WE have heretofore devoted so large a portion of our Review to the etymological labours of Mr. Webster, that the publick will never accuse us of neglecting him. At the time of writing the remarks on his "Letter to Dr. Ramsay," and on his Grammar we had not seen the Dictionary at present before us; and we might now pass over its merits without examination, as it is only a specimen of what is to come, were we not desirous that Mr. Webster should review some of his principles and many of his examples, and fearful that the opus magnum of philology, with

which our language is threatened, unless materially altered from the present work, may confound our unsuspecting fellow citizens by the influence of great physical weight, as a giant is always respected by pigmies. The bulk of Ajax terrified the whole host of Troy.

Τρωας θε τρόμος αινος ὑπηλυθε γυια ἑκατὸν,
Εκτορι τ' αύτω θυμος ενι σήθεσσι πατασσεν.

IL. VII. 215.

All Troy stood trembling at the mighty man :
Ey'n Hector paus'd.

What simple reader therefore can be expected to withstand the authority of a folio?

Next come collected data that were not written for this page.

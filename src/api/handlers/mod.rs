//! HTTP handlers

pub mod customers;
pub mod health;
pub mod invoices;
pub mod vehicles;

The periodical sittings of a learned society are, it is said, devoted to the pages of Mr. Webster's expected work, but the principles of it, we presume, may be found in the duodecimo under review. The English language is not indeed to be corrupted by a single writer, or undermined by a whole fraternity. It will continue in its present state as long as the rock-rooted seat of our forefathers is venerable for genius, learning, arts, liberty, religion and law, and until these are forgotten by their descendants. But a temporary departure from the standard may be produced in a small part of our country by men, whose justification of the vulgar will procure them adherents, and whose pride will be engaged to extol their exertions, since they have so long digged in the rubbish of antiquity, that every thing discovered is thought to be a treasure. In fifty, or perhaps a hundred of our village schools this Compendious Dictionary of Mr. Webster is insinuating suspicions of the definitions of Johnson, justifying ridiculous violations of grammar, and spreading hurtful innovations in orthography.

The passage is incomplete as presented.